These files may be downloaded from http://mentat.za.net/numpy/kittens
Please do explore beyond the problems given, and feel free to ask questions at any time.
Note
Solutions to some problems are provided in the source tree as problem_name_solution.py. Do not look at these until you've made an attempt yourself!
What is the maximum number of dimensions a NumPy array can have? Use one of the array constructors (np.zeros, np.empty, np.random.random, etc.) to find out.
Construct the following two arrays:
x = np.array([[1, 2], [3, 4]], order='C', dtype=np.uint8)
y = np.array([[1, 2], [3, 4]], order='F', dtype=np.uint8)
Compare the bytes they store in memory by using
[ord(c) for c in x.data]
Note that, even though these arrays store data in different memory order, they are identical from the user's perspective.
print x
print y
Examine the bytes stored by the following array (using the "ord" trick shown above).
x = np.array([[1, 2], [3, 4]], dtype=np.uint32)
Note that, on most laptops, the byte order will be little Endian, i.e. least significant byte first.
Create a 3x3 ndarray called x. Slice out the first row and call that y. Convince yourself that y's base pointer is x.
y.base is x
Modify y and see whether x changes.
Advanced: Attempt the Fortran-ordering quiz.

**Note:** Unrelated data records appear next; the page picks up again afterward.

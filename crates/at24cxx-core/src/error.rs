//! Error types for at24cxx-core
//!
//! This module provides a no_std compatible error type that can be used
//! throughout the crate.

use core::fmt;

/// Core error type - no_std compatible, Copy for efficiency
#[derive(Debug, Clone, Copy, PartialEq, Eq)]
pub enum Error {
    /// Operation attempted before the driver was initialized
    NotInitialized,
    /// Requested address range extends past the end of the chip
    AddressOutOfBounds,
    /// Bus transaction failed (device did not acknowledge, transfer error)
    BusTransferFailed,
    /// Write-protect pin operation failed
    PinFailed,
}

impl fmt::Display for Error {
    fn fmt(&self, f: &mut fmt::Formatter<'_>) -> fmt::Result {
        match self {
            Self::NotInitialized => write!(f, "driver not initialized"),
            Self::AddressOutOfBounds => write!(f, "address out of bounds"),
            Self::BusTransferFailed => write!(f, "bus transfer failed"),
            Self::PinFailed => write!(f, "write-protect pin operation failed"),
        }
    }
}

#[cfg(feature = "std")]
impl std::error::Error for Error {}

/// Result type alias using the core Error type
pub type Result<T> = core::result::Result<T, Error>;
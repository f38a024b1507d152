//! Two-wire bus abstraction
//!
//! This module provides the transaction type and the traits the driver
//! consumes for bus access and write-protect pin control. The bus protocol
//! itself (start/stop/ack framing) is entirely the transport's business.

mod command;
mod traits;

pub use command::{AddressWidth, I2cCommand};
pub use traits::{I2cMaster, NoPin, WriteProtectPin};
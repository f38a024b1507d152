//! Read command implementation

use at24cxx_core::bus::I2cMaster;
use at24cxx_core::chip::EepromChip;
use at24cxx_core::eeprom::At24cxx;
use indicatif::{ProgressBar, ProgressStyle};
use std::fs::File;
use std::io::Write;
use std::path::Path;

/// Chunk size for reads, small enough for any i2c-dev transfer limit
const READ_CHUNK_SIZE: usize = 256;

/// Run the read command
pub fn run_read<M: I2cMaster + ?Sized>(
    master: &mut M,
    chip: EepromChip,
    address_bias: u8,
    output: &Path,
    start: u16,
    length: Option<u32>,
) -> Result<(), Box<dyn std::error::Error>> {
    let length = super::resolve_length(&chip, start, length)?;

    let mut eeprom = At24cxx::new(master, chip, address_bias);
    eeprom.init()?;

    let data = read_with_progress(&mut eeprom, start, length)?;

    let mut file = File::create(output)?;
    file.write_all(&data)?;
    println!("Wrote {} bytes to {:?}", data.len(), output);

    Ok(())
}

/// Read an address range in chunks, showing progress
pub fn read_with_progress<M: I2cMaster + ?Sized>(
    eeprom: &mut At24cxx<'_, M>,
    start: u16,
    length: usize,
) -> Result<Vec<u8>, Box<dyn std::error::Error>> {
    let mut data = vec![0u8; length];

    let pb = ProgressBar::new(length as u64);
    pb.set_style(
        ProgressStyle::default_bar()
            .template("{spinner:.green} [{elapsed_precise}] [{bar:40.cyan/blue}] {bytes}/{total_bytes} ({bytes_per_sec}, {eta})")?
            .progress_chars("#>-"),
    );

    let mut offset = 0usize;
    while offset < length {
        let chunk = std::cmp::min(READ_CHUNK_SIZE, length - offset);
        eeprom.read(start + offset as u16, &mut data[offset..offset + chunk])?;
        offset += chunk;
        pb.set_position(offset as u64);
    }
    pb.finish_and_clear();

    Ok(data)
}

Reproduce z from the following snippet, using broadcasting instead of mgrid. Hint: Use ogrid.
x, y = np.mgrid[:10, :5]
z = x + y
In our solution, broadcasting is used "behind the scenes". To see what happens more clearly, apply np.broadcast_arrays on the x and y from ogrid. This should correspond to the x and y produced by mgrid.

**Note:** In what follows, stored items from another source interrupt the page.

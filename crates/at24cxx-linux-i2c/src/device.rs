//! Linux i2c-dev device implementation
//!
//! This module provides the `LinuxI2c` struct that implements the
//! `I2cMaster` trait using the kernel's i2c-dev interface.

use crate::error::LinuxI2cError;

use at24cxx_core::bus::{I2cCommand, I2cMaster};
use at24cxx_core::error::{Error as CoreError, Result as CoreResult};

use std::fs::{File, OpenOptions};
use std::io::{Read, Write};
use std::os::unix::io::AsRawFd;
use std::path::Path;
use std::thread;
use std::time::Duration;

/// `I2C_SLAVE` ioctl from `<linux/i2c-dev.h>`: selects the device address
/// used by subsequent `read(2)`/`write(2)` calls on the file descriptor.
const I2C_SLAVE: libc::c_ulong = 0x0703;

/// Linux i2c-dev bus master
///
/// Wraps one `/dev/i2c-N` character device. The kernel tracks one selected
/// device address per descriptor; the address is applied lazily, on the
/// first transaction after it changes.
pub struct LinuxI2c {
    file: File,
    requested: u8,
    selected: Option<u8>,
}

impl LinuxI2c {
    /// Open an i2c-dev device node, e.g. `/dev/i2c-1`
    pub fn open(path: impl AsRef<Path>) -> Result<Self, LinuxI2cError> {
        let path = path.as_ref();
        let file = OpenOptions::new()
            .read(true)
            .write(true)
            .open(path)
            .map_err(|source| LinuxI2cError::Open {
                path: path.display().to_string(),
                source,
            })?;
        log::debug!("opened {}", path.display());
        Ok(Self {
            file,
            requested: 0,
            selected: None,
        })
    }

    fn apply_device_address(&mut self) -> CoreResult<()> {
        if self.selected == Some(self.requested) {
            return Ok(());
        }
        let rc = unsafe {
            libc::ioctl(
                self.file.as_raw_fd(),
                I2C_SLAVE,
                self.requested as libc::c_ulong,
            )
        };
        if rc < 0 {
            let err = LinuxI2cError::SetAddress {
                address: self.requested,
                source: std::io::Error::last_os_error(),
            };
            log::warn!("{}", err);
            return Err(CoreError::BusTransferFailed);
        }
        self.selected = Some(self.requested);
        Ok(())
    }

    fn transfer_failed(err: std::io::Error) -> CoreError {
        log::warn!("{}", LinuxI2cError::Io(err));
        CoreError::BusTransferFailed
    }
}

impl I2cMaster for LinuxI2c {
    fn set_device_address(&mut self, address: u8) {
        self.requested = address;
    }

    fn execute(&mut self, cmd: &mut I2cCommand<'_>) -> CoreResult<()> {
        self.apply_device_address()?;

        let mut register = [0u8; 2];
        let register_len = cmd.encode_register(&mut register);

        if cmd.has_write() {
            let mut buf = Vec::with_capacity(register_len + cmd.write_data.len());
            buf.extend_from_slice(&register[..register_len]);
            buf.extend_from_slice(cmd.write_data);
            self.file.write_all(&buf).map_err(Self::transfer_failed)
        } else {
            self.file
                .write_all(&register[..register_len])
                .map_err(Self::transfer_failed)?;
            self.file
                .read_exact(cmd.read_buf)
                .map_err(Self::transfer_failed)
        }
    }

    fn delay_ms(&mut self, ms: u32) {
        thread::sleep(Duration::from_millis(ms as u64));
    }
}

Benchmark the two approaches (mgrid vs ogrid), using IPython's timeit function. Can you explain the difference in execution time?
Given a list of 3-dimensional coordinates,
[[1, 2, 10],
[3, 4, 20],
[5, 6, 30],
[7, 8, 40]]
Normalise each coordinate by dividing with its Z (3rd) element. For example, the first row becomes:
[1/10, 2/10, 10/10]
Create a 3x3 ndarray. Use fancy indexing to slice out the diagonal elements.

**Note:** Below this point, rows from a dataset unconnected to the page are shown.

//! CLI argument parsing

use clap::{Parser, Subcommand};
use std::path::PathBuf;

/// Parse a string as a hex or decimal u16
fn parse_hex_u16(s: &str) -> Result<u16, String> {
    if let Some(hex) = s.strip_prefix("0x").or_else(|| s.strip_prefix("0X")) {
        u16::from_str_radix(hex, 16).map_err(|e| format!("Invalid hex value: {}", e))
    } else {
        s.parse::<u16>().map_err(|e| format!("Invalid number: {}", e))
    }
}

/// Parse a string as a hex or decimal u32
fn parse_hex_u32(s: &str) -> Result<u32, String> {
    if let Some(hex) = s.strip_prefix("0x").or_else(|| s.strip_prefix("0X")) {
        u32::from_str_radix(hex, 16).map_err(|e| format!("Invalid hex value: {}", e))
    } else {
        s.parse::<u32>().map_err(|e| format!("Invalid number: {}", e))
    }
}

/// Parse a string as a hex or decimal u8
fn parse_hex_u8(s: &str) -> Result<u8, String> {
    if let Some(hex) = s.strip_prefix("0x").or_else(|| s.strip_prefix("0X")) {
        u8::from_str_radix(hex, 16).map_err(|e| format!("Invalid hex value: {}", e))
    } else {
        s.parse::<u8>().map_err(|e| format!("Invalid number: {}", e))
    }
}

#[derive(Parser)]
#[command(name = "at24cxx")]
#[command(author, version, about = "AT24CXX serial EEPROM programmer", long_about = None)]
pub struct Cli {
    /// Verbosity level (-v, -vv, -vvv)
    #[arg(short, long, action = clap::ArgAction::Count, global = true)]
    pub verbose: u8,

    /// Bus to use: "dummy" or an i2c-dev path like /dev/i2c-1
    #[arg(short, long, global = true, default_value = "dummy")]
    pub bus: String,

    /// Chip name, e.g. at24c256 (see list-chips)
    #[arg(short, long, global = true, default_value = "at24c256")]
    pub chip: String,

    /// Address bias wired on the A0-A2 pins
    #[arg(short = 'a', long, global = true, default_value_t = 0,
          value_parser = clap::value_parser!(u8).range(0..=7))]
    pub address_bias: u8,

    /// Path to a directory with extra chip definitions (.ron files)
    /// Defaults to looking in ./chips/
    #[arg(long, global = true)]
    pub chip_db: Option<PathBuf>,

    #[command(subcommand)]
    pub command: Commands,
}

#[derive(Subcommand)]
pub enum Commands {
    /// Read EEPROM contents to a file
    Read {
        /// Output file path
        #[arg(short, long)]
        output: PathBuf,

        /// Start address (hex or decimal)
        #[arg(long, value_parser = parse_hex_u16, default_value = "0")]
        start: u16,

        /// Number of bytes (defaults to the rest of the chip)
        #[arg(long, value_parser = parse_hex_u32)]
        length: Option<u32>,
    },

    /// Write a file to the EEPROM
    Write {
        /// Input file path
        #[arg(short, long)]
        input: PathBuf,

        /// Start address (hex or decimal)
        #[arg(long, value_parser = parse_hex_u16, default_value = "0")]
        start: u16,

        /// Verify after writing
        #[arg(long, default_value = "true")]
        verify: bool,
    },

    /// Fill an address range with one byte value
    Fill {
        /// Byte value to fill with
        #[arg(long, value_parser = parse_hex_u8, default_value = "0xFF")]
        value: u8,

        /// Start address (hex or decimal)
        #[arg(long, value_parser = parse_hex_u16, default_value = "0")]
        start: u16,

        /// Number of bytes (defaults to the rest of the chip)
        #[arg(long, value_parser = parse_hex_u32)]
        length: Option<u32>,
    },

    /// Verify EEPROM contents against a file
    Verify {
        /// Input file path to verify against
        #[arg(short, long)]
        input: PathBuf,

        /// Start address (hex or decimal)
        #[arg(long, value_parser = parse_hex_u16, default_value = "0")]
        start: u16,
    },

    /// Show chip information
    Info,

    /// List supported chips
    ListChips,
}
//! Bus and pin trait definitions
//!
//! These traits use `maybe_async` to support both sync and async modes.
//! - With the `is_sync` feature (default), traits are synchronous
//! - Without it, traits become async (suitable for Embassy, tokio, WASM)

use crate::error::Result;

use super::I2cCommand;
use maybe_async::maybe_async;

/// Two-wire bus master (sync or async depending on `is_sync` feature)
///
/// One shared bus may serve several devices; the driver selects the device
/// address it needs before each transaction. Implementations are not
/// expected to serialize concurrent users - that is the caller's job.
#[maybe_async(AFIT)]
pub trait I2cMaster {
    /// Select the 7-bit device address used by subsequent transactions
    fn set_device_address(&mut self, address: u8);

    /// Execute a single transaction
    ///
    /// For a write command, send the register address followed by
    /// `write_data` in one transfer. For a read command, send the register
    /// address, then read `read_buf.len()` bytes.
    async fn execute(&mut self, cmd: &mut I2cCommand<'_>) -> Result<()>;

    /// Block for the specified number of milliseconds
    async fn delay_ms(&mut self, ms: u32);
}

/// Control over the write-protect output pin
///
/// Driving the pin high blocks write transactions in hardware; the driver
/// never consults the pin state in software.
pub trait WriteProtectPin {
    /// Configure the pin as a digital output
    fn configure_output(&mut self) -> Result<()>;

    /// Drive the pin high (true) or low (false)
    fn set_level(&mut self, high: bool) -> Result<()>;
}

/// Placeholder pin type for drivers constructed without a write-protect pin
#[derive(Debug, Clone, Copy, Default)]
pub struct NoPin;

impl WriteProtectPin for NoPin {
    fn configure_output(&mut self) -> Result<()> {
        Ok(())
    }

    fn set_level(&mut self, _high: bool) -> Result<()> {
        Ok(())
    }
}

Predict and verify the shape of the following slicing operation. Remember: index arrays are broadcast first, then come slices.
x = np.empty((10, 8, 6, 5, 4))
idx0 = np.zeros((3, 8)).astype(int)
idx1 = np.zeros((3, 1))
x[1:2, z0, 1:3, 3:4, z1]
Advanced: This is not strictly speaking a question on indexing, but it's a fun exercise either way.
Construct an array
x = np.arange(12, dtype=np.int32).reshape((3, 4))
so that x is
array([[ 0, 1, 2, 3],
[ 4, 5, 6, 7],
[ 8, 9, 10, 11]])
Now, provide to np.lib.stride_tricks.as_strided the strides necessary to view a sliding 2x2 window over this array. The output should be
array([[[[ 0, 1],
[ 4, 5]],
[[ 1, 2],
[ 5, 6]],
[[ 2, 3],
[ 6, 7]]],
[[[ 4, 5],
[ 8, 9]],
[[ 5, 6],
[ 9, 10]],
[[ 6, 7],
[10, 11]]]], dtype=int32)
The code is of the form
z = as_strided(x, shape=(2, 3, 2, 2),
strides=(..., ..., ..., ...))
This sort of stride manipulation is very handy when applying region based statistics or operators.
Design a data-type for storing the following record:
Use it to represent the following data:
x = np.array([(100, (0, 0.5)),
(200, (0, 10.3)),
(300, (5.5, 15.1))], dtype=XXX)
Consider structured_arrays/data.txt. Modify load_txt_template.py to load the data in this file. This requires specifying a data-type that encapsulates a record such as
# name x y block - 2x3 ints
aaaa 1.0 8.0 1 2 3 4 5 6
Create two structured arrays of your choosing. Use the np.savez command to save these to a single data-file. Load the data-file using np.load and confirm whether the data survived the round-trip. (Saving data using save or savez is highly recommended over pickling.)
Documentation for NumPy's __array_interface__ may be found in the online docs.
An author of a foreign package (array_interface/mutable_str.py) provides a string class that allocates its own memory:
In [1]: from mutable_str import MutableString
In [2]: s = MutableString('abcde')
In [3]: print s
abcde
You'd like to view these mutable strings as ndarrays, in order to manipulate the underlying memory.